Erfahrungsbericht von tigie
4 Wochen Ebay! So war´s...
Pro:
-
Kontra:
-
Empfehlung:
Ja
Irgendwann bin auch ich einmal bei Ebay, dem wohl bekanntestem Internet-Autkionshaus, gelandet. Eine kurze Anmeldung, mit Zusendung der Zugangsdaten ermöglichte mir innerhalb einer knappen Woche, den Eintritt in die Welt der Online-Auktionen!
Sicherlich hat jeder von uns ein paar Sachen in diversen Schrankecken versteckt, die so langsam aber sicher einstauben und man weiß, daß man sie sicherlich nie wieder gebrauchen wird. Sich zu überwinden morgens um 05:00 Uhr auf den Flohmarkt zu gehen, und das bei jedem Wetter, fällt recht schwer. Was gibt es also besseres als ein großes Publikum, einen garantierten Mindestpreis und alles im Überblick?
Dies ist ein reiner Erfahrungsbericht, der all meine Erlebnisse in vier Wochen Ebay-Zugehörigkeit widerspiegelt. Positive, sowie negative Erlebnisse!
Mein erstes Ziel war, die Footballausrüstung meines Mannes, die bereits seit über zwei Jahren im Keller im Weg stand, an den Mann zu bringen.
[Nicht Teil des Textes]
use futures::StreamExt;
use governor::clock::DefaultClock;
use governor::state::{InMemoryState, NotKeyed};
use governor::{Quota, RateLimiter};
use log::{debug, warn};
use reqwest::{header, Client, Response};
use std::collections::HashMap;
use std::num::NonZeroU32;
use std::sync::Arc;
use std::time::Duration;
use tokio::runtime::Handle;
use tokio::task::JoinHandle;
use tokio_util::sync::CancellationToken;

use super::{Completion, RequestId, ResponseBuffer, Transport, TransportEvent};
use crate::error::{Error, Result};
use crate::event::EventSink;
use crate::state::ByteRange;

type Limiter = RateLimiter<NotKeyed, InMemoryState, DefaultClock>;

/// Upper bound on the body buffer reserved before any bytes arrive.
const MAX_RESERVE: u64 = 4 * 1024 * 1024;

#[derive(Debug, Clone)]
pub struct TransportConfig {
    pub user_agent: String,
    pub connect_timeout: Duration,
    /// Global limit in bytes per second.
    pub rate_limit: Option<u32>,
}

impl Default for TransportConfig {
    fn default() -> Self {
        Self {
            user_agent: concat!("slicedl/", env!("CARGO_PKG_VERSION")).to_string(),
            connect_timeout: Duration::from_secs(10),
            rate_limit: None,
        }
    }
}

struct Tracked {
    token: CancellationToken,
    task: JoinHandle<()>,
}

/// [`Transport`] backed by reqwest. Every request runs as its own tokio task.
pub struct ReqwestTransport {
    client: Client,
    rate_limiter: Option<Arc<Limiter>>,
    requests: HashMap<RequestId, Tracked>,
}

impl ReqwestTransport {
    pub fn new(config: TransportConfig) -> Result<Self> {
        let client = Client::builder()
            .user_agent(config.user_agent.as_str())
            .connect_timeout(config.connect_timeout)
            .build()?;

        let rate_limiter = config
            .rate_limit
            .and_then(NonZeroU32::new)
            .map(|limit| Arc::new(RateLimiter::direct(Quota::per_second(limit))));

        Ok(Self {
            client,
            rate_limiter,
            requests: HashMap::new(),
        })
    }

    fn spawn<F>(&mut self, request: RequestId, work: impl FnOnce(CancellationToken) -> F) -> Result<()>
    where
        F: std::future::Future<Output = ()> + Send + 'static,
    {
        let runtime = Handle::try_current().map_err(|e| Error::Runtime(e.to_string()))?;
        self.requests.retain(|_, tracked| !tracked.task.is_finished());

        let token = CancellationToken::new();
        let task = runtime.spawn(work(token.clone()));
        self.requests.insert(request, Tracked { token, task });
        Ok(())
    }
}

impl Transport for ReqwestTransport {
    fn head(&mut self, request: RequestId, url: &str, sink: EventSink) -> Result<()> {
        let builder = self.client.head(url);
        self.spawn(request, move |token| async move {
            let sent = tokio::select! {
                _ = token.cancelled() => return,
                sent = builder.send() => sent,
            };
            match sent {
                Ok(response) => {
                    let status_code = response.status().as_u16();
                    post(&sink, headers_event(request, &response));
                    post(&sink, TransportEvent::Complete { request, completion: Completion::ok(status_code) });
                }
                Err(e) => {
                    post(&sink, TransportEvent::Complete { request, completion: Completion::failed(e.to_string(), None) });
                }
            }
        })
    }

    fn get(&mut self, request: RequestId, url: &str, range: ByteRange, sink: EventSink) -> Result<()> {
        let builder = self.client.get(url).header(header::RANGE, range.header_value());
        let rate_limiter = self.rate_limiter.clone();
        self.spawn(request, move |token| async move {
            tokio::select! {
                _ = token.cancelled() => debug!("Request {} canceled", request),
                _ = stream_range(request, builder, range, rate_limiter, sink) => {}
            }
        })
    }

    fn cancel(&mut self, request: RequestId) {
        if let Some(tracked) = self.requests.remove(&request) {
            tracked.token.cancel();
        }
    }
}

impl Drop for ReqwestTransport {
    fn drop(&mut self) {
        for tracked in self.requests.values() {
            tracked.token.cancel();
        }
    }
}

async fn stream_range(
    request: RequestId,
    builder: reqwest::RequestBuilder,
    range: ByteRange,
    rate_limiter: Option<Arc<Limiter>>,
    sink: EventSink,
) {
    let response = match builder.send().await {
        Ok(response) => response,
        Err(e) => {
            post(&sink, TransportEvent::Complete { request, completion: Completion::failed(e.to_string(), None) });
            return;
        }
    };

    let status_code = response.status().as_u16();
    post(&sink, headers_event(request, &response));

    // the range size is whatever the server declared, so never reserve it whole
    let reserve = range.byte_count().min(MAX_RESERVE) as usize;
    let buffer = ResponseBuffer::with_capacity(reserve);
    let mut stream = response.bytes_stream();

    while let Some(item) = stream.next().await {
        let chunk = match item {
            Ok(chunk) => chunk,
            Err(e) => {
                post(&sink, TransportEvent::Complete {
                    request,
                    completion: Completion::failed(format!("Error while downloading chunk: {e}"), Some(status_code)),
                });
                return;
            }
        };
        if chunk.is_empty() {
            continue;
        }
        if let Some(limiter) = &rate_limiter {
            throttle(limiter, chunk.len()).await;
        }
        buffer.extend(&chunk);
        post(&sink, TransportEvent::Progress { request, buffer: buffer.clone() });
    }

    post(&sink, TransportEvent::Complete { request, completion: Completion::ok(status_code) });
}

/// Waits for `len` bytes worth of quota, split into burst-sized pieces.
async fn throttle(limiter: &Limiter, len: usize) {
    let mut remaining = len as u64;
    while remaining > 0 {
        let want = remaining.min(u32::MAX as u64) as u32;
        let Some(mut n) = NonZeroU32::new(want) else { break };
        loop {
            match limiter.until_n_ready(n).await {
                Ok(()) => break,
                Err(e) => {
                    let capacity = e.0;
                    if capacity == 0 {
                        warn!("Rate limiter has no capacity, skipping throttle");
                        return;
                    }
                    n = NonZeroU32::new(capacity.min(n.get())).unwrap_or(NonZeroU32::MIN);
                }
            }
        }
        remaining -= n.get() as u64;
    }
}

fn headers_event(request: RequestId, response: &Response) -> TransportEvent {
    // HEAD bodies are empty, so read the declared length from the header itself
    let content_length = response
        .headers()
        .get(header::CONTENT_LENGTH)
        .and_then(|v| v.to_str().ok())
        .and_then(|v| v.trim().parse::<u64>().ok());

    TransportEvent::Headers {
        request,
        status_code: response.status().as_u16(),
        content_length,
    }
}

fn post(sink: &EventSink, event: TransportEvent) {
    if sink.send(event.into()).is_err() {
        debug!("Session inbox closed, dropping transport event");
    }
}
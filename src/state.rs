use serde::{Deserialize, Serialize};
use std::fmt;
use std::path::PathBuf;

/// Slice size used when slicing is requested without an explicit size (20 MiB).
pub const DEFAULT_SLICE_SIZE: u64 = 20 * 1024 * 1024;

#[derive(Serialize, Deserialize, Debug, Clone, PartialEq, Eq)]
pub struct DownloadDescriptor {
    pub name: String,
    pub url: String,
    pub save_path: PathBuf,
    /// Declared object size, `None` until the probe answers.
    pub size: Option<u64>,
    /// Lowercase hex digest, only set once the transfer succeeded.
    pub hash: Option<String>,
}

impl DownloadDescriptor {
    pub fn new(url: impl Into<String>, name: impl Into<String>, save_path: impl Into<PathBuf>) -> Self {
        Self {
            name: name.into(),
            url: url.into(),
            save_path: save_path.into(),
            size: None,
            hash: None,
        }
    }
}

/// Inclusive byte interval for one range request.
#[derive(Serialize, Deserialize, Debug, Clone, Copy, PartialEq, Eq)]
pub struct ByteRange {
    pub begin: u64,
    pub end: u64,
}

impl ByteRange {
    /// Number of bytes the range asks for.
    pub fn byte_count(&self) -> u64 {
        self.end - self.begin + 1
    }

    /// Value for the `Range` request header.
    pub fn header_value(&self) -> String {
        format!("bytes={}-{}", self.begin, self.end)
    }
}

impl fmt::Display for ByteRange {
    fn fmt(&self, f: &mut fmt::Formatter<'_>) -> fmt::Result {
        write!(f, "[{}, {}]", self.begin, self.end)
    }
}

#[derive(Serialize, Deserialize, Debug, Clone, Copy, PartialEq, Eq, Default)]
pub struct SliceContext {
    pub enabled: bool,
    pub slice_byte_size: u64,
    pub slice_index: u32,
}

impl SliceContext {
    pub fn disabled() -> Self {
        Self::default()
    }

    /// A zero size falls back to [`DEFAULT_SLICE_SIZE`].
    pub fn sliced(slice_byte_size: u64) -> Self {
        Self {
            enabled: true,
            slice_byte_size: if slice_byte_size > 0 { slice_byte_size } else { DEFAULT_SLICE_SIZE },
            slice_index: 0,
        }
    }
}

#[derive(Serialize, Deserialize, Debug, Clone, Copy, PartialEq, Eq, Default)]
pub enum Status {
    #[default]
    NotStarted,
    Downloading,
    Paused,
    Canceled,
    Failed,
    Succeeded,
}

impl Status {
    pub fn is_terminal(self) -> bool {
        matches!(self, Status::Canceled | Status::Failed | Status::Succeeded)
    }
}

impl fmt::Display for Status {
    fn fmt(&self, f: &mut fmt::Formatter<'_>) -> fmt::Result {
        let name = match self {
            Status::NotStarted => "not started",
            Status::Downloading => "downloading",
            Status::Paused => "paused",
            Status::Canceled => "canceled",
            Status::Failed => "failed",
            Status::Succeeded => "succeeded",
        };
        f.write_str(name)
    }
}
Unzählige Annoncen in diversen Zeitungen haben nichts gebracht, genauso wenig wie Anfragen an Footballvereinen. Bei Ebay jedoch bekamen wir sie weg, und das für 23 Euro mehr als wir wirklich wollten!
Wir stellten das Angebot für 7 Tage ein, eine anscheinend übliche Zeit. Zur Auswahl jedoch stehen 3, 5, 7 oder 10 Tage. Meiner Meinung nach, ist es jedoch fast egal, wie lange man einen Artikel einstellt. Bereits in vier Wochen, habe ich sehr schnell gemerkt, daß sich in den letzten 24 Stunden alles abspielt und der Preis noch um ein vielfaches ansteigen kann!
Aus diesem Grund ist es auch sehr hilfreich, nicht gleich bei einem Artikel mitzubieten, der erst neu dabei ist. Durch die Funktion \"Artikel beobachten\" kann man den gewünschten Artikel im Auge behalten, bis er kurz vorm auslaufen ist und dann im letzten Moment zuschlagen. Am besten ist es beim Ende der Auktion \"live\" dabei zu sein und in den letzten 10 bis 20 Sekunden den Höchstbietenden zu überbieten und somit den Zuschlag zu erhalten! So bleibt zumindest keinem anderen Bieter mehr die Möglichkeit noch etwas zu unternehmen. Das alles funktioniert natürlich nur, wenn mein Bietbetrag höher liegt, als der, des zu letzt Höchstbietenden.
Hierzu gibt es die Möglichkeit eines Bietagenten. Man gibt den zu bezahlenden maximalen Betrag ein, und der Bietagent steigert immer in 50 Cent-Schritten mit. Sobald der maximale Betrag jedoch überboten ist, muß man entweder neu mitsteigern oder die ganze Sache abhaken. Übrigens ist ein weiterer Grund, warum man in letzter Sekunde erst mitbieten soll, der, da man in frühen Zeiten einer Auktion den Betrag durch ständiges Mitbieten nur unnötig in die Höhe zieht.
Beim Erstellen eines Auktionsangebotes ist es wichtig eine reisserische Überschrift für seine Ware zu finden. Ist es ein Produkt einer bekannten Firma, wie zum Beispiel Esprit, WMF oder Joop, so sollte man diesen Namen unbedingt in der Überschrift erwähnen! Wer bestimmte Marken sucht, gelangt über die Suchmaschine so eher zu Euren Produkten. Wer dagegen bestimmte Produkte sucht, gelangt auf dem Wege der Wegweiser bei Ebay zu Euch. Viele verwenden, um Nonameprodukte interessant zu machen, Aussagen, in denen zum Beispiel steht \"... wie WMF...\" oder \"...schöner als Esprit!\" Auf diese Weise wird man auf beiden Wegen erkannt und gelesen. Ob man auch gekauft wird, ist eine andere Frage.
Da man bei Ebay die Möglichkeit bekommt, ein Bild der anzubietenden Ware mit einzustellen, sollte man die Möglichkeit auf alle Fälle nutzen! Und da das erste Bild auch noch gratis ist, ein weiterer Grund. Auktionen die ein Bild tragen, werden nämlich wesentlich häufiger betrachtet, als ohne Bild. Die Chancen auf eine erfolgreiche Versteigern steigt also!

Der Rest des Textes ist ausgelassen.